Deregulation has also led to an increase in the number of cabs on Tucson's streets, according to Kroh and Aros, who estimated there are close to 200 now. Their estimate includes gypsy cabs driven by people who use their own vehicles, and small companies not associated with Tucson's biggest cab companies, including Yellow Cab and Discount.

In 1982, Tucson cab drivers organized and filed a complaint with the National Labor Relations Board. Although the drivers lost, Aros said the complaint "scared" cab companies into making changes. Before the changes, cabbies weren't told the location of the fare and the destination until after accepting the fare.

The companies acquiesced and began giving drivers more details.

"That helped," Aros said.

But 2 1/2 years ago, Yellow Cab took the old dispatch equipment out of its cars and replaced it with a computer-based system that Aros and Kroh believe was put in to better control drivers' actions and fare selection.

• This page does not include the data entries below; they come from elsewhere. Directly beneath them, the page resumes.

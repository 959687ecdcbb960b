//! Storefront public API against a running storefront.
//!
//! Run with: cargo test -p emporium-integration-tests -- --ignored

use reqwest::StatusCode;
use serde_json::{Value, json};

use emporium_integration_tests::{client, envelope, storefront_api, storefront_base_url};

#[tokio::test]
#[ignore = "Requires running storefront"]
async fn test_health() {
    let client = client().expect("client");
    let resp = client
        .get(format!("{}/health/ready", storefront_base_url()))
        .send()
        .await
        .expect("request");
    assert_eq!(resp.status(), StatusCode::OK);
}

#[tokio::test]
#[ignore = "Requires running storefront"]
async fn test_product_listing_envelope() {
    let client = client().expect("client");
    let body: Value = client
        .get(storefront_api("products"))
        .query(&[("per_page", "5")])
        .send()
        .await
        .expect("request")
        .json()
        .await
        .expect("json");
    let (success, data, _) = envelope(&body);
    assert!(success);
    assert!(data["items"].as_array().is_some_and(|items| items.len() <= 5));
}

#[tokio::test]
#[ignore = "Requires running storefront"]
async fn test_unknown_order_is_404() {
    let client = client().expect("client");
    let resp = client
        .get(storefront_api("orders/EM-00000000-NONE"))
        .send()
        .await
        .expect("request");
    assert_eq!(resp.status(), StatusCode::NOT_FOUND);
    let body: Value = resp.json().await.expect("json");
    assert_eq!(body["success"], false);
}

#[tokio::test]
#[ignore = "Requires running storefront"]
async fn test_order_with_unknown_product_is_rejected() {
    let client = client().expect("client");
    let resp = client
        .post(storefront_api("orders"))
        .json(&json!({
            "email": "e2e@example.org",
            "items": [{ "product_id": 999_999_999, "quantity": 1 }],
            "shipping_address": {
                "customer_name": "E2E Shopper",
                "address_line1": "1 Main St",
                "city": "Springfield",
                "postal_code": "12345",
                "country": "US"
            },
            "shipping_method_id": 1
        }))
        .send()
        .await
        .expect("request");
    assert!(resp.status().is_client_error(), "got {}", resp.status());
    let body: Value = resp.json().await.expect("json");
    assert_eq!(body["success"], false);
}

#[tokio::test]
#[ignore = "Requires running storefront"]
async fn test_unknown_coupon_is_reported_invalid() {
    let client = client().expect("client");
    let body: Value = client
        .post(storefront_api("coupons/validate"))
        .json(&json!({ "code": "NO-SUCH-CODE", "subtotal": "50.00" }))
        .send()
        .await
        .expect("request")
        .json()
        .await
        .expect("json");
    assert_eq!(body["success"], true);
    assert_eq!(body["data"]["valid"], false);
}
//! Admin REST API against a running admin server.
//!
//! Run with: cargo test -p emporium-integration-tests -- --ignored

use reqwest::StatusCode;
use serde_json::{Value, json};

use emporium_integration_tests::{admin_api, admin_base_url, admin_client, client, envelope, unique};

#[tokio::test]
#[ignore = "Requires running admin server"]
async fn test_api_requires_sign_in() {
    let client = client().expect("client");
    let resp = client
        .get(admin_api("products"))
        .send()
        .await
        .expect("request");
    assert_eq!(resp.status(), StatusCode::UNAUTHORIZED);

    let body: Value = resp.json().await.expect("json");
    let (success, _, error) = envelope(&body);
    assert!(!success);
    assert!(error.is_some());
}

#[tokio::test]
#[ignore = "Requires running admin server"]
async fn test_pages_redirect_anonymous_users() {
    let client = client().expect("client");
    let resp = client
        .get(format!("{}/admin/orders", admin_base_url()))
        .send()
        .await
        .expect("request");
    assert_eq!(resp.status(), StatusCode::SEE_OTHER);
    assert_eq!(resp.headers()["location"], "/auth/login");
}

#[tokio::test]
#[ignore = "Requires running admin server and EMPORIUM_TEST_EMAIL/PASSWORD"]
async fn test_brand_lifecycle() {
    let client = admin_client().await.expect("admin login");
    let name = unique("E2E Brand");

    // Create
    let resp = client
        .post(admin_api("brands"))
        .json(&json!({ "name": name, "website": "https://example.org" }))
        .send()
        .await
        .expect("create");
    assert_eq!(resp.status(), StatusCode::CREATED);
    let body: Value = resp.json().await.expect("json");
    let id = body["data"]["id"].as_i64().expect("id");
    assert_eq!(body["data"]["name"], name.as_str());

    // Search finds it
    let body: Value = client
        .get(admin_api("brands"))
        .query(&[("q", name.as_str())])
        .send()
        .await
        .expect("list")
        .json()
        .await
        .expect("json");
    assert_eq!(body["data"]["total"], 1);

    // Patch deactivates
    let body: Value = client
        .patch(admin_api(&format!("brands/{id}")))
        .json(&json!({ "is_active": false }))
        .send()
        .await
        .expect("patch")
        .json()
        .await
        .expect("json");
    assert_eq!(body["data"]["is_active"], false);

    // Duplicate slug conflicts
    let resp = client
        .post(admin_api("brands"))
        .json(&json!({ "name": name }))
        .send()
        .await
        .expect("duplicate");
    assert_eq!(resp.status(), StatusCode::CONFLICT);

    // Bulk delete reports a tally
    let body: Value = client
        .post(admin_api("brands/bulk"))
        .json(&json!({ "ids": [id, 999_999_999], "action": "delete" }))
        .send()
        .await
        .expect("bulk")
        .json()
        .await
        .expect("json");
    assert_eq!(body["data"]["succeeded"], 1);
    assert_eq!(body["data"]["failed"], 1);

    let resp = client
        .get(admin_api(&format!("brands/{id}")))
        .send()
        .await
        .expect("show");
    assert_eq!(resp.status(), StatusCode::NOT_FOUND);
}

#[tokio::test]
#[ignore = "Requires running admin server and EMPORIUM_TEST_EMAIL/PASSWORD"]
async fn test_unknown_bulk_action_is_rejected() {
    let client = admin_client().await.expect("admin login");
    let resp = client
        .post(admin_api("coupons/bulk"))
        .json(&json!({ "ids": [1], "action": "explode" }))
        .send()
        .await
        .expect("bulk");
    assert_eq!(resp.status(), StatusCode::BAD_REQUEST);
}

#[tokio::test]
#[ignore = "Requires running admin server and EMPORIUM_TEST_EMAIL/PASSWORD"]
async fn test_csv_export() {
    let client = admin_client().await.expect("admin login");
    let resp = client
        .get(format!("{}/admin/products/export.csv", admin_base_url()))
        .send()
        .await
        .expect("export");
    assert_eq!(resp.status(), StatusCode::OK);
    assert!(
        resp.headers()["content-type"]
            .to_str()
            .expect("header")
            .starts_with("text/csv")
    );
    let body = resp.text().await.expect("body");
    assert!(body.starts_with("id,"));
}

#[tokio::test]
#[ignore = "Requires running admin server and EMPORIUM_TEST_EMAIL/PASSWORD"]
async fn test_generator_validates_name() {
    let client = admin_client().await.expect("admin login");
    let resp = client
        .post(admin_api("products/generate"))
        .json(&json!({ "name": "  " }))
        .send()
        .await
        .expect("generate");
    // 400 for the blank name, or 503 when no API key is configured.
    assert!(
        resp.status() == StatusCode::BAD_REQUEST || resp.status() == StatusCode::SERVICE_UNAVAILABLE,
        "got {}",
        resp.status()
    );
}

Aros explained that when drivers sign their contracts, certain attributes are entered in the dispatch system that filter the kinds of calls drivers agree to take. Some drivers, for instance, want only cash calls. Others decline medical-transportation calls, paid through a state-voucher system, because they don't pay as much as regular calls. Others want lots of airport calls.

"But airport calls are listed under the same attribute as vouchers," Aros said. "If I want airport calls, then I have to take vouchers.

"When it comes to gas and time, it's better for me to sit and wait an hour for one cash call then go out for two voucher calls. I make more."

The other issue is a drivers' queue set up in the system. If a driver is on the westside of town and rejects a call for a voucher pickup on the eastside, he is placed at the end of the line and may wait hours for another call.

And once a driver rejects 17 voucher calls, Kroh said, the driver is suspended. "It's all set up to make sure drivers take voucher calls. It's the mainstay for Yellow Cab," he said.

Aros said it may be time to ask the National Labor Relations Board to intervene again. One glimmer of hope for local drivers is a 2008 ruling by the 9th U.S. Circuit Court of Appeals supporting an NLRB decision that taxi drivers in Oakland, Calif., were company employees, not independent contractors. The ruling allowed them to seek union representation.

"Part of the challenge is how the public sees us," Aros said. "There isn't a high opinion of cab drivers. But really, we're no different than the person who works in a hospital or drives a bus, yet we're not given the same respect."